To me, her posture looks greatly improved. That one picture you showed yesterday, where her head was literally upside down, with the top of it touching the floor, was heartbreaking to see. She looks "almost" normal today. A bit droopy, but nothing like that other photo.

And like the others were saying, potassium is important. The "sodium-potassium" pump is a very important thing in living organisms. If these get out of balance you die. I know chickens aren't supposed to have much salt. I'm not sure if the same is true for ducks, but you've been giving them electrolytes, right? So they should be getting adequate salt and potassium.

And a small note on potassium: Bananas are famous for having potassium, and if the vet said to use them its' probably fine, but potatoes actually have a much higher potassium load, so if you need to get some potassium in them fast, cooked potato peel might be the way to go.

Exercise caution though: "Only cooked potatoes are acceptable for ducks. Either smashed or cut in small pieces.
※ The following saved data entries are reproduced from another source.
use crate::error::{internal, invalid_argument, SessionResult};
use hmac::{Hmac, Mac};
use rand::rngs::OsRng;
use rand::RngCore;
use serde::{Deserialize, Serialize};
use sha2::Sha256;
use std::fmt;

type HmacSha256 = Hmac<Sha256>;

/// Number of random bytes mixed into every identifier.
const NONCE_LEN: usize = 32;

/// Opaque session identifier carried in the session cookie.
#[derive(Clone, Debug, PartialEq, Eq, Hash, PartialOrd, Ord, Serialize, Deserialize)]
pub struct SessionId(String);

impl SessionId {
    /// Wraps an identifier received from a client or read back from a store.
    pub fn new(raw: impl Into<String>) -> Self {
        Self(raw.into())
    }

    /// Borrows the underlying identifier as `&str`.
    pub fn as_str(&self) -> &str {
        &self.0
    }
}

impl fmt::Display for SessionId {
    fn fmt(&self, f: &mut fmt::Formatter<'_>) -> fmt::Result {
        f.write_str(&self.0)
    }
}

impl From<String> for SessionId {
    fn from(value: String) -> Self {
        Self(value)
    }
}

impl From<&str> for SessionId {
    fn from(value: &str) -> Self {
        Self(value.to_owned())
    }
}

/// Server-held key that every generated identifier is bound to.
#[derive(Clone)]
pub struct SessionSecret(Vec<u8>);

impl SessionSecret {
    /// Uses caller-supplied key material. An empty key is rejected.
    pub fn from_bytes(bytes: impl Into<Vec<u8>>) -> SessionResult<Self> {
        let bytes = bytes.into();
        if bytes.is_empty() {
            return Err(invalid_argument("session secret must not be empty"));
        }
        Ok(Self(bytes))
    }

    /// Draws a fresh random key from the operating system RNG.
    pub fn generate() -> Self {
        let mut bytes = vec![0u8; NONCE_LEN];
        OsRng.fill_bytes(&mut bytes);
        Self(bytes)
    }

    pub(crate) fn as_bytes(&self) -> &[u8] {
        &self.0
    }
}

impl fmt::Debug for SessionSecret {
    fn fmt(&self, f: &mut fmt::Formatter<'_>) -> fmt::Result {
        f.write_str("SessionSecret(<redacted>)")
    }
}

/// Produces a new identifier: HMAC-SHA256 over 32 OS-random bytes, keyed by `secret`, hex encoded.
///
/// No uniqueness check is made against existing sessions; with 256 bits of input entropy a
/// collision is not expected in practice.
pub fn generate(secret: &SessionSecret) -> SessionResult<SessionId> {
    let mut nonce = [0u8; NONCE_LEN];
    OsRng.fill_bytes(&mut nonce);
    let mut mac = HmacSha256::new_from_slice(secret.as_bytes())
        .map_err(|err| internal(format!("hmac key rejected: {err}")))?;
    mac.update(&nonce);
    Ok(SessionId(hex::encode(mac.finalize().into_bytes())))
}

#[cfg(test)]
mod tests {
    use super::*;
    use std::collections::HashSet;

    #[test]
    fn generated_ids_are_hex_sha256_width() {
        let secret = SessionSecret::generate();
        let id = generate(&secret).expect("generate");
        assert_eq!(id.as_str().len(), 64);
        assert!(id.as_str().chars().all(|c| c.is_ascii_hexdigit()));
    }

    #[test]
    fn generated_ids_do_not_repeat() {
        let secret = SessionSecret::from_bytes(b"fixed-secret".to_vec()).expect("secret");
        let ids: HashSet<_> = (0..512)
            .map(|_| generate(&secret).expect("generate"))
            .collect();
        assert_eq!(ids.len(), 512);
    }

    #[test]
    fn empty_secret_is_rejected() {
        let err = SessionSecret::from_bytes(Vec::new()).expect_err("empty secret");
        assert_eq!(err.code, crate::error::ErrorCode::InvalidInput);
    }

    #[test]
    fn secret_debug_is_redacted() {
        let secret = SessionSecret::from_bytes(b"hunter2".to_vec()).expect("secret");
        assert!(!format!("{secret:?}").contains("hunter2"));
    }
}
Potatoes are a dense starch that can impact the crop and block digestive processes if given to ducks in large quantities."

About 1/3 of the potassium in the potato is in the peel, so you'd probably want to grind up and use the entire peel, since it takes up so much less space than the entire rest of the potato. I don't think the peel is starchy/dense enough to cause a crop impaction. The peel of a 10.6 oz potato (a large baked potato) should net you about 532.6 mg of potassium, where feeding an entire medium sized banana would only net you 422 mg.

All of that being said, I have no idea what the daily recommended allowance of potassium for a duck is, so even 422 mg might be serious overkill.